Petra nahm das Geschirrtuch, das über der Rückenlehne eines Stuhls hing. Sie schaute auf den E-Mail-Ausdruck auf dem Tisch und sagte: »Es gefällt mir nicht.«
»Was?«
»Ich werde dort nicht wohnen.«
Ralph schenkte ihr ein breites Lächeln. »Es ist ziemlich durchschnittlich, ich weiß. Wir finden bestimmt noch was anderes.«
»Ich werde nicht in Ipswich wohnen«, sagte Petra.
Ralph erklärte geduldig: »Ich muss in Bahnhofsnähe wohnen.«
Petra trocknete sich die Hände ab und legte das Tuch zurück über die Lehne. »Ich kann das nicht«, sagte sie.

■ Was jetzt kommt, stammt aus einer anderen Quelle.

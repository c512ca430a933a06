//! Block Ring Buffer
//!
//! Decouples the single frame producer from any number of consumers.  The
//! buffer is a ring of fixed size, page aligned blocks written in place by
//! one [`BlockWriter`] and read in place by independent [`BlockReader`]s.
//! Readers that fall a full lap behind are told so (underflow) rather than
//! silently skipping data; reserved readers are never overrun and force the
//! writer to record a gap instead.

mod aligned;
mod buffer;

pub use aligned::{PageBuffer, PAGE_SIZE};
pub use buffer::{
    BlockBuffer, BlockReader, BlockWriter, FrameInfo, ReadBlock, ReaderStop, Release,
    DEFAULT_BLOCK_COUNT, READ_TIMEOUT,
};

use thiserror::Error;

/// Block buffer errors
#[derive(Debug, Error)]
pub enum BufferError {
    #[error("Invalid buffer geometry: {block_count} blocks of {block_size} bytes")]
    InvalidGeometry { block_size: usize, block_count: usize },

    #[error("Unable to allocate {0} bytes of page aligned memory")]
    Allocation(usize),

    #[error("Buffer writer already taken")]
    WriterTaken,
}
//! Tracing subscriber setup

use crate::config::LoggingConfig;
use crate::ArchiverError;
use tracing::Level;
use tracing_subscriber::filter::LevelFilter;
use tracing_subscriber::layer::SubscriberExt;
use tracing_subscriber::util::SubscriberInitExt;
use tracing_subscriber::{fmt, Layer, Registry};

/// Parses the configured level.  `quiet` caps it at `warn`.
pub fn max_level(config: &LoggingConfig, quiet: bool) -> Result<Level, ArchiverError> {
    let level: Level = config
        .level
        .parse()
        .map_err(|_| ArchiverError::Logging(format!("Unknown log level \"{}\"", config.level)))?;
    Ok(if quiet { level.min(Level::WARN) } else { level })
}

/// Installs the global fmt subscriber.
pub fn init_logging(config: &LoggingConfig, quiet: bool) -> Result<(), ArchiverError> {
    let level = max_level(config, quiet)?;
    let layer: Box<dyn Layer<Registry> + Send + Sync> = match (config.json, config.timestamps) {
        (true, true) => fmt::layer().json().with_target(true).boxed(),
        (true, false) => fmt::layer().json().with_target(true).without_time().boxed(),
        (false, true) => fmt::layer().with_target(true).boxed(),
        (false, false) => fmt::layer().with_target(true).without_time().boxed(),
    };
    tracing_subscriber::registry()
        .with(layer.with_filter(LevelFilter::from_level(level)))
        .try_init()
        .map_err(|err| ArchiverError::Logging(err.to_string()))
}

Er starrte sie an. »Du kannst was nicht?«
»Ich kann das nicht«, wiederholte Petra. »Ich kann hier nicht weg. Ich kann nicht vom Meer weg.«
Kapitel 11
Charlottes Mutter saß mit einer Dahlie an ihrem Zeichentisch. Dahlien waren so dermaßen altmodisch, dass sie schon wieder im Trend zu sein schienen, schwer im Trend. Zumindest hatte Charlotte ihr das erzählt, als sie ihr am Tag zuvor einen üppigen knallbunten Strauß davon mitgebracht hatte, orange und dunkellila und hellrot und gelb.